Warren F. Broderick found five poems signed "H" in the Democratic Press and Lansingburgh Advertiser, published by that newspaper in 1838 and 1839. Broderick's article announcing the discovery ("Melville's First Five Poems?," Extracts 92, March 1993) is available in the online archives of Melville Society Extracts. Since Herman Melville did publish two "Fragments from a Writing Desk" sketches in the Democratic Press in 1839, it has seemed reasonable to conjecture that H. Melville may have submitted these "H" poems to his hometown newspaper.
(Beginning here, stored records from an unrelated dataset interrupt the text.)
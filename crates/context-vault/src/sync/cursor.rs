//! Per-session high-water marks for one synchronizer instance.
use chrono::{DateTime, Utc};
use std::collections::HashMap;

#[derive(Debug, Clone, Copy, PartialEq, Eq)]
pub struct CursorEntry {
    /// Messages parsed from the transcript on the last check.
    pub message_count: usize,
    pub last_checked: DateTime<Utc>,
}

/// In-memory only. A fresh cursor knows nothing, so the synchronizer falls
/// back to the archive's persisted count on first contact with a session.
#[derive(Debug, Default)]
pub struct SyncCursor {
    entries: HashMap<String, CursorEntry>,
}

impl SyncCursor {
    pub fn new() -> Self {
        Self::default()
    }

    pub fn get(&self, session_id: &str) -> Option<&CursorEntry> {
        self.entries.get(session_id)
    }

    pub fn message_count(&self, session_id: &str) -> Option<usize> {
        self.entries.get(session_id).map(|e| e.message_count)
    }

    pub fn record(&mut self, session_id: &str, message_count: usize) {
        self.entries.insert(
            session_id.to_string(),
            CursorEntry { message_count, last_checked: Utc::now() },
        );
    }

    pub fn len(&self) -> usize {
        self.entries.len()
    }

    pub fn is_empty(&self) -> bool {
        self.entries.is_empty()
    }
}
But the first of the five "H" poems, "Pity's Tear," is definitely not by Melville. A search in Google Books reveals the rightful author as Mary Darby Robinson (1758-1800). Robinson's poem Pity's Tear shows up in volume two of The Poetical Works of the Late Mrs. Mary Robinson, 3 vols. (London, 1806) at 254-255. Lansingburgh's "H" could have found Robinson's poem reprinted in the posthumous London collection, or in an American newspaper or literary magazine, for example The Rural Visiter vol. 1 (Burlington, New Jersey) where "Pity's Tear" appeared without attribution in the August 13, 1811 issue.

Update 07/20/2018: "Pity's Tear" appears over the signature of "Sappho" in The Lady's Monthly Museum for September 1801.